Colby Everette Jones (born May 28, 2002) is an American professional basketball player who last played for Memphis Hustle of the NBA G League. He played college basketball for the Xavier Musketeers.

==High school career==
Jones played basketball for Pinson Valley High School in Pinson, Alabama. As a sophomore, he averaged 23.9 points, 7.9 rebounds, and 3.9 assists per game. After a coaching change at Pinson, he transferred to Mountain Brook High School in Mountain Brook, Alabama for his junior season to play under coach Bucky McMillan. Jones averaged 14 points, five rebounds and three assists per game as a junior. He played alongside Trendon Watford and helped the school win its third straight Class 7A state title. In his senior season, Jones assumed a leading role and averaged 25.2 points, 7.8 rebounds, 3.2 assists, and 2.5 steals per game, helping Mountain Brook to a Class 7A runner-up finish. He was named Over the Mountain Journal Player of the Year, All-South Metro Player of the Year and Alabama Class 7A Player of the Year. A four-star recruit, he committed to playing college basketball for Xavier over offers from Alabama, Auburn, Georgia and UAB.

==College career==
Jones missed the first five games of his freshman season at Xavier due to COVID-19 contact tracing. On January 10, 2021, he made a game-winning three-pointer in the final second of a 74–73 win against Providence. On February 16, he scored a season-high 20 points and had six rebounds in a 93–84 loss to St. John's. As a freshman, Jones averaged 7.7 points, 4.8 rebounds and 2.9 assists per game, and was selected to the Big East All-Freshman Team.

==Professional career==
===Sacramento / Stockton Kings (2023–25)===
Jones was drafted 34th overall by the Charlotte Hornets in the 2023 NBA draft. During the draft, the Boston Celtics traded for his draft rights, and then subsequently traded him to the Sacramento Kings for the draft rights to Jordan Walsh and a 2024 second-round pick. Throughout his rookie and sophomore seasons, he was assigned several times to the Stockton Kings. Jones made 30 appearances for Sacramento during the 2023–24 NBA season, averaging 2.1 points, 1.3 rebounds, and 0.7 assists.
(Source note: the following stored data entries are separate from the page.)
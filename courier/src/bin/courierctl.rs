//! Command-line utility for managing a running courier instance
//!
//! This tool drives the control socket:
//! - Pinging and querying status
//! - Suspending and resuming dispatch, per tenant or per batch code
//! - Triggering immediate dispatch ticks and report cycles

use clap::{Parser, Subcommand};
use courier_control::{
    ControlClient, DEFAULT_CONTROL_SOCKET, DispatchCommand, ReportCommand, Request,
    RequestCommand, ResponseData, ResponsePayload, SystemCommand,
};

/// Manage the courier mail relay
#[derive(Parser, Debug)]
#[command(name = "courierctl")]
#[command(about = "Manage the courier mail relay", long_about = None)]
#[command(version)]
struct Cli {
    /// Path to the control socket
    #[arg(short, long, default_value = DEFAULT_CONTROL_SOCKET)]
    socket: String,

    /// Bearer token, when the server has auth enabled
    #[arg(short, long, env = "COURIER_CONTROL_TOKEN")]
    token: Option<String>,

    #[command(subcommand)]
    command: Commands,
}

#[derive(Subcommand, Debug)]
enum Commands {
    /// Health check
    Ping,
    /// Show queue counters and per-tenant sync state
    Status,
    /// Pause dispatch for a tenant (or everything with no tenant)
    Suspend {
        /// Tenant to pause; omitted pauses the whole loop
        #[arg(long)]
        tenant: Option<String>,
        /// Only pause this batch code
        #[arg(long)]
        batch_code: Option<String>,
    },
    /// Resume dispatch for a tenant (or everything with no tenant)
    Activate {
        #[arg(long)]
        tenant: Option<String>,
        #[arg(long)]
        batch_code: Option<String>,
    },
    /// Run a dispatch tick immediately
    RunNow,
    /// Run a report sync cycle immediately
    SyncNow {
        /// Focus on one tenant and reset its do-not-disturb window
        #[arg(long)]
        tenant: Option<String>,
    },
}

fn command_for(cli_command: Commands) -> RequestCommand {
    match cli_command {
        Commands::Ping => RequestCommand::System(SystemCommand::Ping),
        Commands::Status => RequestCommand::System(SystemCommand::Status),
        Commands::Suspend { tenant, batch_code } => {
            RequestCommand::Dispatch(DispatchCommand::Suspend {
                tenant_id: tenant,
                batch_code,
            })
        }
        Commands::Activate { tenant, batch_code } => {
            RequestCommand::Dispatch(DispatchCommand::Activate {
                tenant_id: tenant,
                batch_code,
            })
        }
        Commands::RunNow => RequestCommand::Dispatch(DispatchCommand::RunNow),
        Commands::SyncNow { tenant } => {
            RequestCommand::Report(ReportCommand::RunNow { tenant_id: tenant })
        }
    }
}

fn print_response(payload: ResponsePayload) {
    match payload {
        ResponsePayload::Ok => println!("ok"),
        ResponsePayload::Error(message) => eprintln!("error: {message}"),
        ResponsePayload::Data(data) => match *data {
            ResponseData::Message(message) => println!("{message}"),
            ResponseData::Status(status) => {
                println!("courier {} (up {}s)", status.version, status.uptime_secs);
                println!(
                    "dispatch: {}",
                    if status.dispatch_active {
                        "active"
                    } else {
                        "suspended"
                    }
                );
                println!(
                    "queue: {} pending, {} deferred, {} processed",
                    status.queue.pending, status.queue.deferred, status.queue.processed
                );
                if !status.suspended.is_empty() {
                    println!("suspended tenants:");
                    for (tenant, batches) in status.suspended {
                        println!("  {tenant}: {}", batches.join(", "));
                    }
                }
                println!(
                    "tenants (sync interval {}s):",
                    status.sync_interval_seconds
                );
                for tenant in status.tenants {
                    println!(
                        "  {} ({}) active={} last_sync={} dnd={} due={}",
                        tenant.id,
                        tenant.name,
                        tenant.active,
                        tenant
                            .last_sync_ts
                            .map_or_else(|| "never".to_string(), |ts| ts.to_string()),
                        tenant.in_dnd,
                        tenant.next_sync_due,
                    );
                }
            }
        },
    }
}

#[tokio::main]
async fn main() -> anyhow::Result<()> {
    let cli = Cli::parse();

    let client = ControlClient::new(cli.socket).with_token(cli.token.clone());
    let request = Request::new(command_for(cli.command));

    let response = client.send_request(request).await?;
    print_response(response.payload);

    Ok(())
}
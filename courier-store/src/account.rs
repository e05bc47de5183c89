//! Outbound SMTP accounts, scoped to a tenant.
//!
//! Account identity is the composite `(tenant_id, id)`; two tenants may both
//! own an account called `smtp1` without colliding.

use serde::{Deserialize, Serialize};
use sqlx::{Row, sqlite::SqliteRow};

use crate::{error::Result, store::Store};

/// What to do with a message once an account's rate limit is hit.
#[derive(Debug, Clone, Copy, Default, PartialEq, Eq, Serialize, Deserialize)]
#[serde(rename_all = "lowercase")]
pub enum LimitBehavior {
    /// Defer the message to the next window boundary.
    #[default]
    Defer,
    /// Fail the message permanently.
    Reject,
}

impl LimitBehavior {
    #[must_use]
    pub const fn as_str(self) -> &'static str {
        match self {
            Self::Defer => "defer",
            Self::Reject => "reject",
        }
    }

    fn from_column(value: &str) -> Self {
        match value {
            "reject" => Self::Reject,
            _ => Self::Defer,
        }
    }
}

/// A configured outbound SMTP identity.
#[derive(Debug, Clone, PartialEq, Eq, Serialize, Deserialize)]
pub struct Account {
    pub tenant_id: String,
    pub id: String,
    pub host: String,
    pub port: u16,
    #[serde(default)]
    pub user: Option<String>,
    #[serde(default)]
    pub password: Option<String>,
    #[serde(default = "default_use_tls")]
    pub use_tls: bool,
    /// Idle TTL for pooled connections to this account.
    #[serde(default = "default_ttl_seconds")]
    pub ttl_seconds: u32,
    /// Per-tick cap on messages dispatched through this account.
    #[serde(default)]
    pub batch_size: Option<u32>,
    /// Sliding-window send limits; zero or absent means unlimited.
    #[serde(default)]
    pub limit_per_minute: Option<u32>,
    #[serde(default)]
    pub limit_per_hour: Option<u32>,
    #[serde(default)]
    pub limit_per_day: Option<u32>,
    #[serde(default)]
    pub limit_behavior: LimitBehavior,
}

const fn default_use_tls() -> bool {
    true
}

const fn default_ttl_seconds() -> u32 {
    300
}

impl Account {
    /// Minimal account with defaults everywhere else.
    #[must_use]
    pub fn new(tenant_id: &str, id: &str, host: &str, port: u16) -> Self {
        Self {
            tenant_id: tenant_id.to_string(),
            id: id.to_string(),
            host: host.to_string(),
            port,
            user: None,
            password: None,
            use_tls: default_use_tls(),
            ttl_seconds: default_ttl_seconds(),
            batch_size: None,
            limit_per_minute: None,
            limit_per_hour: None,
            limit_per_day: None,
            limit_behavior: LimitBehavior::Defer,
        }
    }

    /// The limit configured for a window length, if any.
    #[must_use]
    pub const fn limit_for_window(&self, window_secs: i64) -> Option<u32> {
        match window_secs {
            60 => self.limit_per_minute,
            3600 => self.limit_per_hour,
            86400 => self.limit_per_day,
            _ => None,
        }
    }
}

#[allow(clippy::cast_possible_truncation, clippy::cast_sign_loss)]
fn account_from_row(row: &SqliteRow, store: &Store) -> Result<Account> {
    let password: Option<String> = row.try_get("password")?;
    let password = password
        .map(|sealed| store.secrets.open(&sealed))
        .transpose()?;
    let limit_behavior: String = row.try_get("limit_behavior")?;

    let to_u32 = |value: Option<i64>| value.map(|v| v.max(0).min(i64::from(u32::MAX)) as u32);

    Ok(Account {
        tenant_id: row.try_get("tenant_id")?,
        id: row.try_get("id")?,
        host: row.try_get("host")?,
        port: row.try_get::<i64, _>("port")?.clamp(0, i64::from(u16::MAX)) as u16,
        user: row.try_get("user")?,
        password,
        use_tls: row.try_get::<i64, _>("use_tls")? != 0,
        ttl_seconds: to_u32(row.try_get("ttl_seconds")?).unwrap_or_else(default_ttl_seconds),
        batch_size: to_u32(row.try_get("batch_size")?),
        limit_per_minute: to_u32(row.try_get("limit_per_minute")?),
        limit_per_hour: to_u32(row.try_get("limit_per_hour")?),
        limit_per_day: to_u32(row.try_get("limit_per_day")?),
        limit_behavior: LimitBehavior::from_column(&limit_behavior),
    })
}

impl Store {
    /// Create or replace an account by `(tenant_id, id)`.
    ///
    /// The password is sealed through the configured secrets provider before
    /// it is written.
    pub async fn upsert_account(&self, account: &Account) -> Result<()> {
        let sealed = account
            .password
            .as_deref()
            .map(|plain| self.secrets.seal(plain))
            .transpose()?;

        sqlx::query(
            r"
            INSERT INTO accounts (
                tenant_id, id, host, port, user, password, use_tls, ttl_seconds,
                batch_size, limit_per_minute, limit_per_hour, limit_per_day, limit_behavior
            )
            VALUES (?1, ?2, ?3, ?4, ?5, ?6, ?7, ?8, ?9, ?10, ?11, ?12, ?13)
            ON CONFLICT (tenant_id, id) DO UPDATE SET
                host = excluded.host,
                port = excluded.port,
                user = excluded.user,
                password = excluded.password,
                use_tls = excluded.use_tls,
                ttl_seconds = excluded.ttl_seconds,
                batch_size = excluded.batch_size,
                limit_per_minute = excluded.limit_per_minute,
                limit_per_hour = excluded.limit_per_hour,
                limit_per_day = excluded.limit_per_day,
                limit_behavior = excluded.limit_behavior
            ",
        )
        .bind(&account.tenant_id)
        .bind(&account.id)
        .bind(&account.host)
        .bind(i64::from(account.port))
        .bind(&account.user)
        .bind(sealed)
        .bind(i64::from(account.use_tls))
        .bind(i64::from(account.ttl_seconds))
        .bind(account.batch_size.map(i64::from))
        .bind(account.limit_per_minute.map(i64::from))
        .bind(account.limit_per_hour.map(i64::from))
        .bind(account.limit_per_day.map(i64::from))
        .bind(account.limit_behavior.as_str())
        .execute(&self.pool)
        .await?;
        Ok(())
    }

    pub async fn get_account(&self, tenant_id: &str, id: &str) -> Result<Option<Account>> {
        let row = sqlx::query("SELECT * FROM accounts WHERE tenant_id = ?1 AND id = ?2")
            .bind(tenant_id)
            .bind(id)
            .fetch_optional(&self.pool)
            .await?;
        row.as_ref().map(|r| account_from_row(r, self)).transpose()
    }

    pub async fn list_accounts(&self, tenant_id: Option<&str>) -> Result<Vec<Account>> {
        let rows = match tenant_id {
            Some(tenant) => {
                sqlx::query("SELECT * FROM accounts WHERE tenant_id = ?1 ORDER BY tenant_id, id")
                    .bind(tenant)
                    .fetch_all(&self.pool)
                    .await?
            }
            None => {
                sqlx::query("SELECT * FROM accounts ORDER BY tenant_id, id")
                    .fetch_all(&self.pool)
                    .await?
            }
        };
        rows.iter().map(|r| account_from_row(r, self)).collect()
    }

    pub async fn delete_account(&self, tenant_id: &str, id: &str) -> Result<()> {
        sqlx::query("DELETE FROM accounts WHERE tenant_id = ?1 AND id = ?2")
            .bind(tenant_id)
            .bind(id)
            .execute(&self.pool)
            .await?;
        Ok(())
    }
}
Jones played in 39 contests for the Kings during the 2024–25 NBA season, averaging 1.1 points, 1.0 rebound, and 0.3 assists.

===Washington Wizards (2025)===
On February 6, 2025, Jones was traded to the Washington Wizards in a multi-team deal. He made 15 appearances for the Wizards, averaging 8.7 points, 4.3 rebounds, and 2.5 assists.

===Detroit Pistons / Motor City Cruise (2025)===
On June 28, 2025, Jones was traded to the Oklahoma City Thunder in exchange for Dillon Jones and a 2029 second-round pick. He was waived by the Thunder the same day. On July 29, Jones signed a two-way contract with the Detroit Pistons. He made one appearance for the Pistons, recording two points and four rebounds in a 95–116 loss to the Cleveland Cavaliers on October 27. On November 10, Jones was waived by Detroit following the signing of Wendell Moore Jr.

On July 27, 2026, Jones signed with Manresa of the Liga ACB and the EuroCup. However, the club would later announce Jones' contract was terminated due to medical reasons.

==Career statistics==

===NBA===

| Year | Team | GP | GS | MPG | FG% | 3P% | FT% | RPG | APG | SPG | BPG | PPG |
| 2023–24 | Sacramento | 30 | 0 | 6.4 | .394 | .091 | .545 | 1.3 | .7 | .2 | .2 | 2.1 |
| 2024–25 | Sacramento | 24 | 0 | 5.4 | .423 | .400 | – | 1.0 | .3 | .3 | .3 | 1.1 |
| Washington | 15 | 0 | 25.7 | .466 | .308 | .657 | 4.3 | 2.5 | 1.3 | .4 | 8.7 |
| 2025–26 | Detroit | 1 | 0 | 7.0 | .333 | .000 | – | 4.0 | 2.0 | .0 | .0 | 2.0 |
| Career |  | 70 | 0 | 10.2 | .433 | .247 | .630 | 1.9 | .9 | .5 | .3 | 3.2 |

===College===

| Year | Team | GP | GS | MPG | FG% | 3P% | FT% | RPG | APG | SPG | BPG | PPG |
|---|---|---|---|---|---|---|---|---|---|---|---|---|
| 2020–21 | Xavier | 15 | 11 | 27.8 | .464 | .333 | .757 | 4.8 | 2.9 | 1.3 | .3 | 7.7 |
| 2021–22 | Xavier | 35 | 35 | 33.5 | .483 | .292 | .680 | 7.3 | 3.2 | 1.5 | .5 | 11.6 |
| 2022–23 | Xavier | 36 | 36 | 34.0 | .509 | .378 | .653 | 5.7 | 4.4 | 1.3 | .6 | 15.0 |
| Career |  | 86 | 82 | 32.7 | .494 | .344 | .679 | 6.2 | 3.6 | 1.4 | .5 | 12.3 |

==Personal life==
Jones' father, Chad, played college basketball for UAB. His older brother, C. J., played basketball for Arkansas and Middle Tennessee in college before embarking on a professional career.